5 April 2022 at 12:01 pm

There is plenty of demand for social investment in Australia. The challenges lie in supply and scalability, argues Rebecca Thomas. 

The headline-grabbing offer from Atlassian CEO Mike Cannon-Brookes to buy AGL has lit up the debate about capital investment speeding up action on climate change. Scandals and royal commissions have seen a reinvigorated discussion of governance standards. Yet the thinking about the “S” in ESG in Australia remains largely in the shadows.

Nearly 15 years ago, a different headline-making buyout took place in the social sector – that of ABC Learning by four not for profits, including Social Ventures Australia (SVA). This created Goodstart Early Learning, Australia’s largest early learning provider and largest social enterprise.

Goodstart’s explicit goal was to create high quality early learning for children who would benefit most, an investment in Australia’s human capital of the highest order and backed by the highest quality scientific evidence of the social impact. 

It was anticipated that the transaction would kick start the growth of the social impact investment market in Australia, but sadly this has not been the case. Unlike the environmental focused investment market, which has boomed over this same period. In 2020, the RIAA estimated this to be $26 billion or 88 per cent of impact investments widely offered to Australian investors. It is clear that the scale of socially focused investments has not grown at the same pace or in the number of headlines. Although there remains an ongoing intersection between environmental and social investing, given that we know that people experiencing disadvantage are more likely to be affected by the impact of climate change.

Good work around issues like modern slavery, ensuring fair pay through supply chains as well as a long overdue focus on gender are all positive. But it seems primarily focused on risk management and shareholder advocacy on investments, rather than in deliberate strategies to enhance the social impact of investments. Unfortunately, the most famous current examples are the failures, not the successes, like the destruction of the Juukan Gorge or the breaches in anti-money laundering rules.

So, what’s holding the “s” back?

We know that it is not due to a lack of interest. Last week’s Asia Pacific Impact Investing Summit in Sydney included sessions on catalysing capital into social impact investments as part of an agenda covering topics across the ESG spectrum. 

Demand from investors for social investment continues to grow, with a recently published RIAA report stating that for 74 per cent of Australians, social issues are important when they think about investing their money. It is the supply side that is the sticking point. 

However, there is hope. 

Disability housing is a case in point. There is a dire need for more affordable, appropriate housing for people with disability. Through a carefully designed scheme we are now seeing significant growth in this asset class, something SVA has also had the privilege of being involved in through the co-creation of Synergis Fund, which recently raised $137 million from Goldman Sachs. While still small in the scheme of things, we’re starting to get enough players to see scalable solutions becoming a reality. 

We’re also seeing the evolution of more sophisticated ways of understanding and measuring outcomes for people – not just any house, a house that will provide a platform for participation in your community, and a stronger role for people with disability in decision making.
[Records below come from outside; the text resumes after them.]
use anyhow::Result;
use chrono::{DateTime, NaiveDate, Utc};
use futures::TryStreamExt;
use mongodb::bson::doc;
use mongodb::Collection;
use serde::{Deserialize, Serialize};
use sha2::{Digest, Sha256};
use std::collections::{HashMap, HashSet};

use crate::models::problem::Problem;
use crate::models::progress::{ProblemProgress, ProgressStatus};
use crate::models::Difficulty;
use crate::utils::time::{chrono_to_bson, utc_day};

use super::{ledger, AppState};

#[derive(Debug, Clone, Copy, PartialEq, Eq, Serialize)]
#[serde(rename_all = "lowercase")]
pub enum SkillLevel {
    Beginner,
    Intermediate,
    Advanced,
}

/// Bands taken from observed learner cohorts: advancement requires both
/// volume and accuracy.
pub fn skill_level(completed: u64, success_rate: f64) -> SkillLevel {
    if completed >= 20 && success_rate >= 0.8 {
        SkillLevel::Advanced
    } else if completed >= 10 && success_rate >= 0.6 {
        SkillLevel::Intermediate
    } else {
        SkillLevel::Beginner
    }
}

impl SkillLevel {
    /// Difficulty a learner at this level is expected to be working at.
    fn target_weight(&self) -> u32 {
        match self {
            SkillLevel::Beginner => Difficulty::Easy.weight(),
            SkillLevel::Intermediate => Difficulty::Medium.weight(),
            SkillLevel::Advanced => Difficulty::Hard.weight(),
        }
    }
}

#[derive(Debug, Clone, Serialize)]
#[serde(rename_all = "camelCase")]
pub struct CategoryMastery {
    pub category: String,
    pub completed: u32,
    pub total: u32,
    /// Difficulty-weighted: a hard solve moves mastery three times as
    /// far as an easy one.
    pub mastery_percentage: f64,
}

/// Weighted mastery per category over the active problem set.
pub fn category_mastery(problems: &[Problem], completed: &HashSet<i64>) -> Vec<CategoryMastery> {
    let mut by_category: HashMap<&str, (u32, u32, u32, u32)> = HashMap::new();
    for p in problems.iter().filter(|p| p.is_active) {
        let w = p.difficulty.weight();
        let entry = by_category.entry(p.category.as_str()).or_default();
        entry.1 += 1;
        entry.3 += w;
        if completed.contains(&p.numeric_id) {
            entry.0 += 1;
            entry.2 += w;
        }
    }

    let mut out: Vec<CategoryMastery> = by_category
        .into_iter()
        .map(
            |(category, (done, total, done_w, total_w))| CategoryMastery {
                category: category.to_string(),
                completed: done,
                total,
                mastery_percentage: if total_w == 0 {
                    0.0
                } else {
                    (done_w as f64 / total_w as f64 * 100.0).round()
                },
            },
        )
        .collect();
    out.sort_by(|a, b| a.category.cmp(&b.category));
    out
}

#[derive(Debug, Clone, Serialize)]
#[serde(rename_all = "camelCase")]
pub struct Recommendation {
    pub numeric_id: i64,
    pub title: String,
    pub difficulty: Difficulty,
    pub category: String,
    pub score: f64,
    pub reason: String,
}

/// Days after which a previously-attempted problem earns the full
/// freshness bonus again.
const FRESHNESS_WINDOW_DAYS: f64 = 7.0;

/// Rank not-yet-completed problems for a session.
///
/// Score favors weak categories, difficulty near the learner's level,
/// and problems not worked on recently: an untouched problem gets the
/// full freshness bonus, one failed minutes ago gets none, and the
/// bonus grows back linearly over a week. Ordering is fully
/// deterministic: equal scores fall back to ascending numeric id.
pub fn recommend(
    problems: &[Problem],
    progress: &HashMap<i64, ProblemProgress>,
    level: SkillLevel,
    limit: usize,
    now: DateTime<Utc>,
) -> Vec<Recommendation> {
    let completed: HashSet<i64> = progress
        .values()
        .filter(|p| p.status == ProgressStatus::Completed)
        .map(|p| p.problem_numeric_id)
        .collect();
    let mastery = category_mastery(problems, &completed);
    let mastery_by_cat: HashMap<&str, f64> = mastery
        .iter()
        .map(|m| (m.category.as_str(), m.mastery_percentage))
        .collect();

    let mut candidates: Vec<Recommendation> = problems
        .iter()
        .filter(|p| p.is_active && !completed.contains(&p.numeric_id))
        .map(|p| {
            let cat_mastery = mastery_by_cat.get(p.category.as_str()).copied().unwrap_or(0.0);
            let gap = 100.0 - cat_mastery;
            let proximity_penalty =
                (p.difficulty.weight() as i64 - level.target_weight() as i64).abs() as f64 * 15.0;
            let freshness = match progress.get(&p.numeric_id) {
                None => 10.0,
                Some(prog) => {
                    let days = (now - prog.last_attempt_at).num_days().max(0) as f64;
                    (days / FRESHNESS_WINDOW_DAYS * 10.0).min(10.0)
                }
            };
            Recommendation {
                numeric_id: p.numeric_id,
                title: p.title.clone(),
                difficulty: p.difficulty,
                category: p.category.clone(),
                score: gap + freshness - proximity_penalty,
                reason: reason_for(p, cat_mastery),
            }
        })
        .collect();

    candidates.sort_by(|a, b| {
        b.score
            .partial_cmp(&a.score)
            .unwrap_or(std::cmp::Ordering::Equal)
            .then(a.numeric_id.cmp(&b.numeric_id))
    });
    candidates.truncate(limit);
    candidates
}

fn reason_for(problem: &Problem, cat_mastery: f64) -> String {
    if cat_mastery < 30.0 {
        format!("Perfect for learning {} fundamentals", problem.category)
    } else if cat_mastery < 70.0 {
        format!(
            "Continue building {} skills - you're making progress!",
            problem.category
        )
    } else if problem.difficulty == Difficulty::Hard {
        format!(
            "Ready for a challenge? Test your {} mastery",
            problem.category
        )
    } else {
        format!("Round out your {} coverage", problem.category)
    }
}

/// Deterministic pick for the session's daily challenge. Same session
/// and same UTC date always land on the same problem.
pub fn daily_challenge_index(session_id: &str, date: NaiveDate, pool_size: usize) -> Option<usize> {
    if pool_size == 0 {
        return None;
    }
    let digest = Sha256::digest(format!("{}:{}", session_id, date).as_bytes());
    let mut bytes = [0u8; 8];
    bytes.copy_from_slice(&digest[..8]);
    Some((u64::from_be_bytes(bytes) % pool_size as u64) as usize)
}

#[derive(Debug, Clone, Serialize)]
#[serde(rename_all = "camelCase")]
pub struct DailyChallenge {
    pub numeric_id: i64,
    pub title: String,
    pub difficulty: Difficulty,
    pub category: String,
    pub completed_today: bool,
}

pub async fn daily_challenge(state: &AppState, session_id: &str) -> Result<Option<DailyChallenge>> {
    let problems = active_problems(state).await?;
    let today = utc_day(Utc::now());
    let Some(index) = daily_challenge_index(session_id, today, problems.len()) else {
        return Ok(None);
    };
    let problem = &problems[index];

    let progress: Collection<ProblemProgress> = state.mongo.collection("problem_progress");
    let completed_today = progress
        .find_one(doc! {
            "_id": ProblemProgress::doc_id(session_id, problem.numeric_id),
        })
        .await?
        .and_then(|p| p.completed_at)
        .is_some_and(|at| utc_day(at) == today);

    Ok(Some(DailyChallenge {
        numeric_id: problem.numeric_id,
        title: problem.title.clone(),
        difficulty: problem.difficulty,
        category: problem.category.clone(),
        completed_today,
    }))
}

pub async fn recommendations(
    state: &AppState,
    session_id: &str,
    limit: usize,
) -> Result<Vec<Recommendation>> {
    let problems = active_problems(state).await?;
    let progress = session_progress(state, session_id).await?;
    let stats = ledger::stats(state, session_id).await?;
    let completed = progress
        .values()
        .filter(|p| p.status == ProgressStatus::Completed)
        .count() as u64;
    let level = skill_level(completed, stats.success_rate);
    Ok(recommend(&problems, &progress, level, limit, Utc::now()))
}

pub async fn mastery_breakdown(state: &AppState, session_id: &str) -> Result<Vec<CategoryMastery>> {
    let problems = active_problems(state).await?;
    let progress = session_progress(state, session_id).await?;
    let completed: HashSet<i64> = progress
        .values()
        .filter(|p| p.status == ProgressStatus::Completed)
        .map(|p| p.problem_numeric_id)
        .collect();
    Ok(category_mastery(&problems, &completed))
}

async fn active_problems(state: &AppState) -> Result<Vec<Problem>> {
    let problems: Vec<Problem> = state
        .mongo
        .collection::<Problem>("problems")
        .find(doc! { "is_active": true })
        .sort(doc! { "numeric_id": 1 })
        .await?
        .try_collect()
        .await?;
    Ok(problems)
}

async fn session_progress(
    state: &AppState,
    session_id: &str,
) -> Result<HashMap<i64, ProblemProgress>> {
    let docs: Vec<ProblemProgress> = state
        .mongo
        .collection::<ProblemProgress>("problem_progress")
        .find(doc! { "session_id": session_id })
        .await?
        .try_collect()
        .await?;
    Ok(docs
        .into_iter()
        .map(|p| (p.problem_numeric_id, p))
        .collect())
}

// ---- achievements ----

pub struct AchievementDef {
    pub key: &'static str,
    pub name: &'static str,
    pub description: &'static str,
}

pub const ACHIEVEMENTS: &[AchievementDef] = &[
    AchievementDef {
        key: "first_solve",
        name: "First Steps",
        description: "Solved your first problem",
    },
    AchievementDef {
        key: "solved_3",
        name: "Getting Started",
        description: "3 problems solved",
    },
    AchievementDef {
        key: "solved_10",
        name: "Building Momentum",
        description: "10 problems solved",
    },
    AchievementDef {
        key: "solved_25",
        name: "SQL Explorer",
        description: "25 problems solved",
    },
    AchievementDef {
        key: "solved_50",
        name: "SQL Master",
        description: "50 problems solved",
    },
    AchievementDef {
        key: "daily_solver",
        name: "Daily Solver",
        description: "Solved a problem today",
    },
    AchievementDef {
        key: "speed_demon",
        name: "Speed Demon",
        description: "Solved a problem in under 30 seconds",
    },
    AchievementDef {
        key: "perfectionist",
        name: "Perfectionist",
        description: "90% success rate with 10+ attempts",
    },
    AchievementDef {
        key: "week_streak",
        name: "Consistency",
        description: "7 day practice streak",
    },
];

/// Everything achievement rules look at, precomputed by the caller.
#[derive(Debug, Default, Clone)]
pub struct AchievementInput {
    pub solved_count: u64,
    pub solved_today: bool,
    pub best_solve_time_ms: Option<u64>,
    pub success_rate: f64,
    pub total_attempts: u64,
    pub longest_streak_days: u32,
}

/// Keys of all achievements the input currently satisfies.
pub fn earned_achievements(input: &AchievementInput) -> Vec<&'static str> {
    let mut earned = Vec::new();
    if input.solved_count >= 1 {
        earned.push("first_solve");
    }
    for (threshold, key) in [(3, "solved_3"), (10, "solved_10"), (25, "solved_25"), (50, "solved_50")] {
        if input.solved_count >= threshold {
            earned.push(key);
        }
    }
    if input.solved_today {
        earned.push("daily_solver");
    }
    if input.best_solve_time_ms.is_some_and(|t| t < 30_000) {
        earned.push("speed_demon");
    }
    if input.total_attempts >= 10 && input.success_rate >= 0.9 {
        earned.push("perfectionist");
    }
    if input.longest_streak_days >= 7 {
        earned.push("week_streak");
    }
    earned
}

#[derive(Debug, Clone, Serialize, Deserialize)]
pub struct EarnedAchievement {
    #[serde(rename = "_id")]
    pub id: String,
    pub session_id: String,
    pub key: String,
    pub earned_at: chrono::DateTime<Utc>,
}

#[derive(Debug, Serialize)]
#[serde(rename_all = "camelCase")]
pub struct AchievementView {
    pub key: &'static str,
    pub name: &'static str,
    pub description: &'static str,
    pub earned: bool,
    #[serde(skip_serializing_if = "Option::is_none")]
    pub earned_at: Option<chrono::DateTime<Utc>>,
}

/// Evaluate the session against every rule, persist anything newly
/// earned, and return the full board. `earned_at` never changes after
/// the first grant.
pub async fn achievements(state: &AppState, session_id: &str) -> Result<Vec<AchievementView>> {
    let overview = ledger::overview(state, session_id).await?;
    let stats = ledger::stats(state, session_id).await?;

    let progress: Vec<ProblemProgress> = state
        .mongo
        .collection::<ProblemProgress>("problem_progress")
        .find(doc! { "session_id": session_id })
        .await?
        .try_collect()
        .await?;
    let today = utc_day(Utc::now());
    let solved_today = progress
        .iter()
        .filter_map(|p| p.completed_at)
        .any(|at| utc_day(at) == today);
    let best_solve_time_ms = progress
        .iter()
        .filter_map(|p| p.best_execution_time_ms)
        .min();

    let input = AchievementInput {
        solved_count: overview.completed,
        solved_today,
        best_solve_time_ms,
        success_rate: stats.success_rate,
        total_attempts: stats.total_attempts,
        longest_streak_days: overview.longest_streak_days,
    };
    let earned_now: HashSet<&str> = earned_achievements(&input).into_iter().collect();

    let coll: Collection<EarnedAchievement> = state.mongo.collection("achievements");
    let recorded: Vec<EarnedAchievement> = coll
        .find(doc! { "session_id": session_id })
        .await?
        .try_collect()
        .await?;
    let mut recorded_by_key: HashMap<String, EarnedAchievement> = recorded
        .into_iter()
        .map(|a| (a.key.clone(), a))
        .collect();

    for key in &earned_now {
        if !recorded_by_key.contains_key(*key) {
            let entry = EarnedAchievement {
                id: format!("{}:{}", session_id, key),
                session_id: session_id.to_string(),
                key: (*key).to_string(),
                earned_at: Utc::now(),
            };
            // Upsert keyed by _id keeps a concurrent grant from duplicating.
            coll.update_one(
                doc! { "_id": &entry.id },
                doc! { "$setOnInsert": {
                    "session_id": &entry.session_id,
                    "key": &entry.key,
                    "earned_at": chrono_to_bson(entry.earned_at),
                }},
            )
            .upsert(true)
            .await?;
            recorded_by_key.insert(entry.key.clone(), entry);
        }
    }

    Ok(ACHIEVEMENTS
        .iter()
        .map(|def| {
            let earned = recorded_by_key.get(def.key);
            AchievementView {
                key: def.key,
                name: def.name,
                description: def.description,
                earned: earned.is_some(),
                earned_at: earned.map(|e| e.earned_at),
            }
        })
        .collect())
}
There is no reason we couldn’t be applying similar logic to social and affordable housing more broadly, or to specific populations – such as older women at risk of homelessness, who are the fastest growing cohort in need of housing in Australia.

Across the social impact investment market there are countless other examples – innovative investments in aged care (Korongee Dementia Village in Tasmania), skills education (Catalyst Education led by For Purpose Investment Partners), mental health services (Vanguard Laundry), early childhood intervention (Newpin SA Social Impact Bond) – where there are measurable social impacts that deliver appropriate risk adjusted returns for investors. But, they’re all relatively small scale. To achieve impact of the scale Cannon-Brookes was aiming for with his AGL offer, we need scale investments in the social impact investment market too. 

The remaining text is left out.